(Collected data)
-------------------------
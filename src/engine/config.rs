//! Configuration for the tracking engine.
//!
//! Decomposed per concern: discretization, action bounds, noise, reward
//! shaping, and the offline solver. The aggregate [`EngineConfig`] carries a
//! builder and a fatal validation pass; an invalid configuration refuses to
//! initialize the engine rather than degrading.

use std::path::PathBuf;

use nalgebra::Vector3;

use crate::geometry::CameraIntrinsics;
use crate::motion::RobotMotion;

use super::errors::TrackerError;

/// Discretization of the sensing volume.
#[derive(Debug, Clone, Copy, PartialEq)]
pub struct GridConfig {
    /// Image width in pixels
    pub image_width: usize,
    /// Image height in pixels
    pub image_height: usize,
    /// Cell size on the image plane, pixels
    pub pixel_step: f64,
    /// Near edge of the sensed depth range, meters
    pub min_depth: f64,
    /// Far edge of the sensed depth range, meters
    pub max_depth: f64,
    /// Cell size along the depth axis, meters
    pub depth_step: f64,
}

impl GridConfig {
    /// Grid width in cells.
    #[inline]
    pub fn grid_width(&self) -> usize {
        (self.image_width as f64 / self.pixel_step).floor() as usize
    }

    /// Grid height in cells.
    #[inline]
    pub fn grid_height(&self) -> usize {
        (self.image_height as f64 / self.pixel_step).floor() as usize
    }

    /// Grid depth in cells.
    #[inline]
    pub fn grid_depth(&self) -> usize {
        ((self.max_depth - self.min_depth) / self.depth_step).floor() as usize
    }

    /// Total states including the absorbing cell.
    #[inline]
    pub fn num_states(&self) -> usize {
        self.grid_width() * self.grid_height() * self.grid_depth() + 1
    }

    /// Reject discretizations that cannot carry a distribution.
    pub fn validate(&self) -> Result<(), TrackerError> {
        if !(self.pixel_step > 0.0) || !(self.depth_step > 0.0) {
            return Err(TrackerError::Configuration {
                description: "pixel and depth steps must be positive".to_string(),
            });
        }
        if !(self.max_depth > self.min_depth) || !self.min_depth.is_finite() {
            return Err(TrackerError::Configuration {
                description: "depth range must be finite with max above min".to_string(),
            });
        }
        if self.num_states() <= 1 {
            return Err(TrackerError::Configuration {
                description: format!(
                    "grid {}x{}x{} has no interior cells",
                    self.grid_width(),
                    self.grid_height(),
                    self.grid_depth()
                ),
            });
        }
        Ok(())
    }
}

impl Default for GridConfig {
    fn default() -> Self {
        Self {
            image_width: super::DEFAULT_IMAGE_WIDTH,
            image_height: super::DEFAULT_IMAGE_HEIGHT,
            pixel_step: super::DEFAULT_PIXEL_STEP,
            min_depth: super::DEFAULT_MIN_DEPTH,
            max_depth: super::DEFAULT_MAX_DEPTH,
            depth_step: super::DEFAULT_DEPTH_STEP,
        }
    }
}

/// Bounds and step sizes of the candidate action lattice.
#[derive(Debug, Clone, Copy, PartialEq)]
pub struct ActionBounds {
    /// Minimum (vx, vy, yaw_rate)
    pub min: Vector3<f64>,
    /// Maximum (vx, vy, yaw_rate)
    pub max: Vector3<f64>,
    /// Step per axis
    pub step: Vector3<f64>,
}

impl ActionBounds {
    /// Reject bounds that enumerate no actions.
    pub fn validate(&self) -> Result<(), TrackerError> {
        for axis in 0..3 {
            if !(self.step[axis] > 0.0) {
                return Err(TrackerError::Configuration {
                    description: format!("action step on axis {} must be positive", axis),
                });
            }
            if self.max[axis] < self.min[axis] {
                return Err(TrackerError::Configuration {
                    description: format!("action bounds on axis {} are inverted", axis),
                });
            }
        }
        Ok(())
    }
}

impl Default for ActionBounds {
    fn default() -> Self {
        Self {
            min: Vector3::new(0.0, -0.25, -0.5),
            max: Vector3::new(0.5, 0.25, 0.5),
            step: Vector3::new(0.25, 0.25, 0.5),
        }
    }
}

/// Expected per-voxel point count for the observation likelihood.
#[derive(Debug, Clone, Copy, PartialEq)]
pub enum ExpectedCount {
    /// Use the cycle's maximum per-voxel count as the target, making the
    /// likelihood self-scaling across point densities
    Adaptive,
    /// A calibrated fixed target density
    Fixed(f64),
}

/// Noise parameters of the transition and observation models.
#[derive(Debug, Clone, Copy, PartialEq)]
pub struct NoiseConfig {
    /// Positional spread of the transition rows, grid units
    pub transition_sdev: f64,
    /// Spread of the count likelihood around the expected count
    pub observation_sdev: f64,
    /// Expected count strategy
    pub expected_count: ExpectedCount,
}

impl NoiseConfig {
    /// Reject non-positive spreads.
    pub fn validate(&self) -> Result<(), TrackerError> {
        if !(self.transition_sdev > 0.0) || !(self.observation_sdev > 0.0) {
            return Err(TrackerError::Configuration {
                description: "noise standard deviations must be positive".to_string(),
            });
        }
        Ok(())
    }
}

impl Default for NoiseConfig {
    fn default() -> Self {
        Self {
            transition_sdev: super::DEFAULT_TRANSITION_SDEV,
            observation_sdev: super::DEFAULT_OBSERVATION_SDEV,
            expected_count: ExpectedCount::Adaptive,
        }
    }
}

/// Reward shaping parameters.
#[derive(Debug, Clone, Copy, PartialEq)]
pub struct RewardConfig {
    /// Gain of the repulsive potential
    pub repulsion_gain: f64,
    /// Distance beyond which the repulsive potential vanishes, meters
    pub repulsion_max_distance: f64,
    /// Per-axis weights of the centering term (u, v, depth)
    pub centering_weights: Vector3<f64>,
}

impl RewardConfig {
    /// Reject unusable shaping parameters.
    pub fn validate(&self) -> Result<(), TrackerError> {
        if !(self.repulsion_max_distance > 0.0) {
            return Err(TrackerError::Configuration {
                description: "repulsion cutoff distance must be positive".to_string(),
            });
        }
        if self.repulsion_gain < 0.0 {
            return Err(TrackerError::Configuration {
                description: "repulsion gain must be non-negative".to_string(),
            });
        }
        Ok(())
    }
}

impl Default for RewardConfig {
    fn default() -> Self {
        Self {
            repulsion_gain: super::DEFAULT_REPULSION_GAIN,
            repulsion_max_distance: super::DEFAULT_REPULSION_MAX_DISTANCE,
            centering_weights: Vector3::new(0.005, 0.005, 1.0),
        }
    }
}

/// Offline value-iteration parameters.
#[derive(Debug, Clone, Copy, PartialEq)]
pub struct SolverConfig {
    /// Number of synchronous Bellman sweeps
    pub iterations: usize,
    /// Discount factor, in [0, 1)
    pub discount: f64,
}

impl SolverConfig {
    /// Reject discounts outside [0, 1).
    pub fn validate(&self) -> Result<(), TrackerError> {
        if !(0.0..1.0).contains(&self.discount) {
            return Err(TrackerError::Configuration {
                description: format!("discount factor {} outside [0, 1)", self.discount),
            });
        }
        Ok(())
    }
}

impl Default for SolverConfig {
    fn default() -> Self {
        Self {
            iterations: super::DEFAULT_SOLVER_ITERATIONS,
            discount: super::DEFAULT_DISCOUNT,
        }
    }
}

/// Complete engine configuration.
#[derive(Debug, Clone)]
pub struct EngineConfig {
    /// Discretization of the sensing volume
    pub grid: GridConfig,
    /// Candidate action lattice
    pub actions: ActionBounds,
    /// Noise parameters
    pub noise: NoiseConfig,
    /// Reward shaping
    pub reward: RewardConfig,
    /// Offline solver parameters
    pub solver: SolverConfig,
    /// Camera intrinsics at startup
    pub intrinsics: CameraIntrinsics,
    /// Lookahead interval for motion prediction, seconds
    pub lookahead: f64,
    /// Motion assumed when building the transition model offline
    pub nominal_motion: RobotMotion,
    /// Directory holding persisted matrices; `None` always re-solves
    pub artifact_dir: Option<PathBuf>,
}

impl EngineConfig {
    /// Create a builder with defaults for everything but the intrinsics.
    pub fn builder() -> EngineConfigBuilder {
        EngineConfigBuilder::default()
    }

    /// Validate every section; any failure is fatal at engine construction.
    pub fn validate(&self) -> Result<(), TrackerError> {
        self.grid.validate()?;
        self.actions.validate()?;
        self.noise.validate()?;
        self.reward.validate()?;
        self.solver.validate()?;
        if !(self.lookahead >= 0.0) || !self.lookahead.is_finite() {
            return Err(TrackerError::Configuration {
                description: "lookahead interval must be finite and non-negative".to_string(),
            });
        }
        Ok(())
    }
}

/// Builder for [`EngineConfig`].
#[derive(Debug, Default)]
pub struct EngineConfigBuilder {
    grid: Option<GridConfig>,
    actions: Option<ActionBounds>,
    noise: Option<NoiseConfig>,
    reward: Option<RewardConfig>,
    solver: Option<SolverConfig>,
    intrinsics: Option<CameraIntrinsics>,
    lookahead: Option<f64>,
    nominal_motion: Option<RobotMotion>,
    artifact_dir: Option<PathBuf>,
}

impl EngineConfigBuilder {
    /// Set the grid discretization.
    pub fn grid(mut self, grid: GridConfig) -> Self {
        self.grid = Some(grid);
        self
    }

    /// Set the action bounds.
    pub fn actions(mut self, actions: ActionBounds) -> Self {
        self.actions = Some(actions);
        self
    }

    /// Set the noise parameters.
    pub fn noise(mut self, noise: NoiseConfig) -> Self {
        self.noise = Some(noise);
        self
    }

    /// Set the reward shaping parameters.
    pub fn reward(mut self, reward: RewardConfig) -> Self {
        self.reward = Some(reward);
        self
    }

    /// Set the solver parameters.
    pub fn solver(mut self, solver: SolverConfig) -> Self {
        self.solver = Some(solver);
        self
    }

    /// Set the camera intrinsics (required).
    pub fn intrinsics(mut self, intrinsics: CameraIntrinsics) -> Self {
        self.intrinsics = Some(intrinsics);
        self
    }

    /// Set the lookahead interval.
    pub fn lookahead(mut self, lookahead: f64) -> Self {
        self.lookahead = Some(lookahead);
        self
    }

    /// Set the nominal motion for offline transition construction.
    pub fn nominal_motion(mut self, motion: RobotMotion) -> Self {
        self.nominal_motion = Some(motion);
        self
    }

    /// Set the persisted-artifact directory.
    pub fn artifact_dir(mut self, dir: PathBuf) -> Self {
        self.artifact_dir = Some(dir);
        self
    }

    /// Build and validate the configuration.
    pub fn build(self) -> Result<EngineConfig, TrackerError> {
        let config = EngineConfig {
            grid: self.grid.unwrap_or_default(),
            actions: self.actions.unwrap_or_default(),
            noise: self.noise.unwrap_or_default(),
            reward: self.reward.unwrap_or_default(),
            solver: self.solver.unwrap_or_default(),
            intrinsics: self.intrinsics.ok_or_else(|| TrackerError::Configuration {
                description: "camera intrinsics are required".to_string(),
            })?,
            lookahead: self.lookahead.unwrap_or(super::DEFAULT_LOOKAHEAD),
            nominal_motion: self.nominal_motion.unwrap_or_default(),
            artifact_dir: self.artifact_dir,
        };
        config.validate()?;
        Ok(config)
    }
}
-------------------------
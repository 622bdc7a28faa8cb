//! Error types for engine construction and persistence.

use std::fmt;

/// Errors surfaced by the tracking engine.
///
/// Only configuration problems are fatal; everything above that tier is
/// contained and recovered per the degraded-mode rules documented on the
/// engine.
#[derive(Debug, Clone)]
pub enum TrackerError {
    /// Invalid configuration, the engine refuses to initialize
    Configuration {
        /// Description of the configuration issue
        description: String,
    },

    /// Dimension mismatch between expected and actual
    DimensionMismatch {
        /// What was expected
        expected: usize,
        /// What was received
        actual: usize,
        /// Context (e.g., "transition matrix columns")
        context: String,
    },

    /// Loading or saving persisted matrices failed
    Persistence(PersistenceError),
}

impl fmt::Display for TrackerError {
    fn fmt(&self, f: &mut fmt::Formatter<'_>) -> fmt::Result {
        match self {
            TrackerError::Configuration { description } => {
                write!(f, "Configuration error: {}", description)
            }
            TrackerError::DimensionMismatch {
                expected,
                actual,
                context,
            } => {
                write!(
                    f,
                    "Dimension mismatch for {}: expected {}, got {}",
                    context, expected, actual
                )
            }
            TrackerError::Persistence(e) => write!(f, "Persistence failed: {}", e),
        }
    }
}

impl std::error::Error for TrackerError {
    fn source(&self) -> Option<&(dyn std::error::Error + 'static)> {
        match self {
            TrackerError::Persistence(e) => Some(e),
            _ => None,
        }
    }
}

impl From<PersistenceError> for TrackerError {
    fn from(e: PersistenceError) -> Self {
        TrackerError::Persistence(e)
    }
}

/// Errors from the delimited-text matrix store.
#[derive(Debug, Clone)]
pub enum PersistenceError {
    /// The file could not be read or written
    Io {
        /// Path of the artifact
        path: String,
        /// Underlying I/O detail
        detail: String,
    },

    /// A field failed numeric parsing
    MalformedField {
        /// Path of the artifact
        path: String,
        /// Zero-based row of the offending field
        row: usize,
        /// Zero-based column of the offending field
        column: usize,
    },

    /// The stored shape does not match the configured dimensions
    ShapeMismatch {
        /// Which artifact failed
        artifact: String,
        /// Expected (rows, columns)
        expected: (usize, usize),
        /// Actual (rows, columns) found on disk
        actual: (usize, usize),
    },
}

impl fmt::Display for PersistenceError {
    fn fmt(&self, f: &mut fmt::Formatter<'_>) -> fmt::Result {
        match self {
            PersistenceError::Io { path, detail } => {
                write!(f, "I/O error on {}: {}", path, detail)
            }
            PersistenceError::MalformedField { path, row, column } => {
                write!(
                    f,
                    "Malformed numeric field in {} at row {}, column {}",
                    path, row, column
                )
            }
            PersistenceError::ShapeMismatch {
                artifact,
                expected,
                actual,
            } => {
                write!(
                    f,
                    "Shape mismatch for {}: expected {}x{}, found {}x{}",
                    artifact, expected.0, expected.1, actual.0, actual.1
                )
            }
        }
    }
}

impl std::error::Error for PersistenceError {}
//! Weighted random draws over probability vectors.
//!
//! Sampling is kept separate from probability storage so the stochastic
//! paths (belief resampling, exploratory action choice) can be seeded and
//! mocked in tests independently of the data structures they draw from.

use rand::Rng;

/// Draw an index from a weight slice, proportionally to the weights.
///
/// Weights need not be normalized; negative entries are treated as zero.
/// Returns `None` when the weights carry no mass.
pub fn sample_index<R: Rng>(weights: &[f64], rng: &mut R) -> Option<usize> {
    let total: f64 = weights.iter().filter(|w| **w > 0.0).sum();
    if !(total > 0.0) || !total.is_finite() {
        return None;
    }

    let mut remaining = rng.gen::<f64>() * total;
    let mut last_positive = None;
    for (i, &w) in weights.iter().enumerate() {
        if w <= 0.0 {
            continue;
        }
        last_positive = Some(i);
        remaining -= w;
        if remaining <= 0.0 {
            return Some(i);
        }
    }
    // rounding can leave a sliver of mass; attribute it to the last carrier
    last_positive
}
-------------------------
Reply with a lone number, the count of lines in the data that include the string "found".

- [Problem solution] 2